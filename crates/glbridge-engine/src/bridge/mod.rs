//! Bridge operations.
//!
//! Each operation resolves the handles it is given against the context's
//! tables, validates what the API would otherwise reject, then issues exactly
//! one GL call. Canvas resize reconciliation lives in [`crate::surface`].

mod buffer_range;
mod uniform_block;
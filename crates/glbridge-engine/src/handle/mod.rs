//! Typed handle tables.
//!
//! Host code refers to GPU objects through integer handles. Each resource
//! category gets its own handle type so a buffer handle can never resolve
//! against the program table. Objects sit in a slot arena that reuses freed
//! slots; handles are per-table serial numbers, so they only ever grow and a
//! removed handle stays dead.

mod kinds;
mod table;

pub use kinds::{BufferHandle, HandleKind, ProgramHandle, ShaderHandle, VertexArrayHandle};
pub use table::{HandleTable, from_host_id, to_host_id};
use crate::device::GlContext;
use crate::gl::{GlApi, PrimitiveMode};
use crate::surface::BackingSize;
use crate::time::FrameTime;

/// Per-frame context passed to `core::App::on_frame`.
pub struct FrameCtx<'a, G: GlApi> {
    pub gl: &'a mut GlContext<G>,
    pub time: FrameTime,
    /// Backing-store size the viewport was set to.
    pub size: BackingSize,
    /// Gray level the color buffer was cleared to.
    pub clear_level: f32,
}

impl<'a, G: GlApi> FrameCtx<'a, G> {
    /// Draws `count` vertices from the currently bound program and vertex array.
    #[inline]
    pub fn draw_arrays(&self, mode: PrimitiveMode, first: i32, count: i32) {
        self.gl.gl().draw_arrays(mode, first, count);
    }
}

----------------

> _Work task_
Please return all of the records exactly.

> _Solution below_
filename crates/glbridge-engine/src/bridge/mod.rs
//! Bridge operations.
//!
//! Each operation resolves the handles it is given against the context's
//! tables, validates what the API would otherwise reject, then issues exactly
//! one GL call. Canvas resize reconciliation lives in [`crate::surface`].

mod buffer_range;
mod uniform_block;
filename crates/glbridge-engine/src/handle/mod.rs
//! Typed handle tables.
//!
//! Host code refers to GPU objects through integer handles. Each resource
//! category gets its own handle type so a buffer handle can never resolve
//! against the program table. Objects sit in a slot arena that reuses freed
//! slots; handles are per-table serial numbers, so they only ever grow and a
//! removed handle stays dead.

mod kinds;
mod table;

pub use kinds::{BufferHandle, HandleKind, ProgramHandle, ShaderHandle, VertexArrayHandle};
pub use table::{HandleTable, from_host_id, to_host_id};
use crate::device::GlContext;
use crate::gl::{GlApi, PrimitiveMode};
use crate::surface::BackingSize;
use crate::time::FrameTime;

/// Per-frame context passed to `core::App::on_frame`.
pub struct FrameCtx<'a, G: GlApi> {
    pub gl: &'a mut GlContext<G>,
    pub time: FrameTime,
    /// Backing-store size the viewport was set to.
    pub size: BackingSize,
    /// Gray level the color buffer was cleared to.
    pub clear_level: f32,
}

impl<'a, G: GlApi> FrameCtx<'a, G> {
    /// Draws `count` vertices from the currently bound program and vertex array.
    #[inline]
    pub fn draw_arrays(&self, mode: PrimitiveMode, first: i32, count: i32) {
        self.gl.gl().draw_arrays(mode, first, count);
    }
}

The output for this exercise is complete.